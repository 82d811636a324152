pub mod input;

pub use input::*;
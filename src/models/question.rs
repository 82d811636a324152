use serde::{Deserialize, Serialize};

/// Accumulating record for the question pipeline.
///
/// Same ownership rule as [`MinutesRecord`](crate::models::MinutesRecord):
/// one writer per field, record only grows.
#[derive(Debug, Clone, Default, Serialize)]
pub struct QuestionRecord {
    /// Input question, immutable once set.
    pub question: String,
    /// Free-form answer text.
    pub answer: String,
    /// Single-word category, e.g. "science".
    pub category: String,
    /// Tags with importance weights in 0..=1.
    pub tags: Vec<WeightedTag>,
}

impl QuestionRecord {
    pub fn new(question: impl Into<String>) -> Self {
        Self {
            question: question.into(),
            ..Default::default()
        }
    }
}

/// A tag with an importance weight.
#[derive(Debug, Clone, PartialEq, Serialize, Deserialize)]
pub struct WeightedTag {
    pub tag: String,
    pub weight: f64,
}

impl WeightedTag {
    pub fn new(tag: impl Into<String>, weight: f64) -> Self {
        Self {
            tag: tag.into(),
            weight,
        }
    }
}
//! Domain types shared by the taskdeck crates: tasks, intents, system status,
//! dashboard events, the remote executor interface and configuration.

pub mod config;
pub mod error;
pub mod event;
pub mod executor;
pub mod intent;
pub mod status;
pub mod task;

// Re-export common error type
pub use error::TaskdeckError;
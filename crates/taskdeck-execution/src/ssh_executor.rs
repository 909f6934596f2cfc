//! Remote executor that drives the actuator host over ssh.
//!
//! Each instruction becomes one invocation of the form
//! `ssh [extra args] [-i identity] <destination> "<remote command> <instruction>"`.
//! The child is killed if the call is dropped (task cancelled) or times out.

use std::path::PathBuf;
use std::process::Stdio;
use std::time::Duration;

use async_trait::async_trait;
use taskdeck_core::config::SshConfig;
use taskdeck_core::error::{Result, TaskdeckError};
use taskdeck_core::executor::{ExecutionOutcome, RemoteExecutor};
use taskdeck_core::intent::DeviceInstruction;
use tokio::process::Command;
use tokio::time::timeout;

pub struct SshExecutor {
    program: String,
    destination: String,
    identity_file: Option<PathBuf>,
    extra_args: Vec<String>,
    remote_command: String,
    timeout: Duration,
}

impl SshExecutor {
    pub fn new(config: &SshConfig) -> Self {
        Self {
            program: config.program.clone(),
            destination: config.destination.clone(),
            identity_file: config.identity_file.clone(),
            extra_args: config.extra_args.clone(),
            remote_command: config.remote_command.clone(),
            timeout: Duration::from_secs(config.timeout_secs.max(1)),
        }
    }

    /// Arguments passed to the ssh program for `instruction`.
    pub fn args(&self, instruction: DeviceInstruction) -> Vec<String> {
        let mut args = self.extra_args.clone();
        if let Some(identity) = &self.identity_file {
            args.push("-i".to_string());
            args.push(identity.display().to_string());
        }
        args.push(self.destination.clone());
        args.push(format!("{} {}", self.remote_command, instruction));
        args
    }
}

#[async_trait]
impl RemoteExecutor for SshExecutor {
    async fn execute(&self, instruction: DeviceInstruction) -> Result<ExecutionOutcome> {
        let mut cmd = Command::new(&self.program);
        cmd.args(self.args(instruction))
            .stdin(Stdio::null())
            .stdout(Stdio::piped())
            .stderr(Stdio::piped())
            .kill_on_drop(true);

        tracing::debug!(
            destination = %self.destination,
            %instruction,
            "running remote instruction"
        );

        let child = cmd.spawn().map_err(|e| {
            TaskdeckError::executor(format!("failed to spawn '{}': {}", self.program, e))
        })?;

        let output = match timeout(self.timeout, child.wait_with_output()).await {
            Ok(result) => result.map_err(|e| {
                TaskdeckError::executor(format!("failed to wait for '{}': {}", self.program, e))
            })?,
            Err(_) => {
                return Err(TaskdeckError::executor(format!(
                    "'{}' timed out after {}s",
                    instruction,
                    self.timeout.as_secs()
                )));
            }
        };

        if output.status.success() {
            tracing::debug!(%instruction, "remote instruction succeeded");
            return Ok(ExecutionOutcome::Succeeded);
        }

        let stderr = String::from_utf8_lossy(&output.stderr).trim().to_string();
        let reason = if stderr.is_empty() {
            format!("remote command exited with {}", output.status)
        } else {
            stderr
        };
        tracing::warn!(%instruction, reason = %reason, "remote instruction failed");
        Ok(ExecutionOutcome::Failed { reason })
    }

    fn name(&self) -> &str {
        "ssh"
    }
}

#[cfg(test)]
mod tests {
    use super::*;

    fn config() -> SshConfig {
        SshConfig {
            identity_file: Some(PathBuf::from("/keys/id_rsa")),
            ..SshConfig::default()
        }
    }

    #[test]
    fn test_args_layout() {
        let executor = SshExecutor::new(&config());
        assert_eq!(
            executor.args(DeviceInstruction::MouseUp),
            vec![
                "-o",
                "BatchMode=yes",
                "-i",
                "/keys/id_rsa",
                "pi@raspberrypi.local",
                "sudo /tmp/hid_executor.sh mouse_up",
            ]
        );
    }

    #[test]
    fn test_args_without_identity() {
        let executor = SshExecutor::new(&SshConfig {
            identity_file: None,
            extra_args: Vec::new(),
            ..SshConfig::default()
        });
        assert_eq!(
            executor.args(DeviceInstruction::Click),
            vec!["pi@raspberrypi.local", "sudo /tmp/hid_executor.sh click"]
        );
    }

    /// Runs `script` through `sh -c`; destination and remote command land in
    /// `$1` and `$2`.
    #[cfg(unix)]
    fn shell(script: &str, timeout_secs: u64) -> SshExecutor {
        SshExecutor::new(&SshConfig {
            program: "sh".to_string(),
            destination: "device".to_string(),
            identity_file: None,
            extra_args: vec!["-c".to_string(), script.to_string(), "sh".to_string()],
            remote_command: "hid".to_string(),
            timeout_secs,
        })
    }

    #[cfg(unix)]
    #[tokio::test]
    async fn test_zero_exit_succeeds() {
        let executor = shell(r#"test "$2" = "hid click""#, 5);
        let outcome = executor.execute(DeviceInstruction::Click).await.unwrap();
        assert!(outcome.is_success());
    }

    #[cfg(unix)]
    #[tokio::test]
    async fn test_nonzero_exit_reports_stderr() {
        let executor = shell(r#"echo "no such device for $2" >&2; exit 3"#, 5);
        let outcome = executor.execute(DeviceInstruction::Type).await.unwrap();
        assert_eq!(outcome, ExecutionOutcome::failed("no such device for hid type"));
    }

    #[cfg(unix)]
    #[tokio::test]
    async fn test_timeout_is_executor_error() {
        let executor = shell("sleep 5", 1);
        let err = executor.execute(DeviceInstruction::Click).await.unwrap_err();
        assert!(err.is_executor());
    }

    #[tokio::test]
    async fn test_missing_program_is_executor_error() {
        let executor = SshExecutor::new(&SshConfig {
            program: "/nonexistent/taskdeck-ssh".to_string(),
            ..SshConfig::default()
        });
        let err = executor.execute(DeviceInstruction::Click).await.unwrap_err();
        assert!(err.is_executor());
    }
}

__HOW TO COMPLETE THIS TASK__. The answer must hold only the lines from the first line of the data through the line bearing "Same ownership rule", returned exactly.

__EXERCISE RESPONSE__.
repository 82d811636a324152
pub mod input;

pub use input::*;
filename src/models/question.rs
repository 82d811636a324152
use serde::{Deserialize, Serialize};

/// Accumulating record for the question pipeline.
///
/// Same ownership rule as [`MinutesRecord`](crate::models::MinutesRecord):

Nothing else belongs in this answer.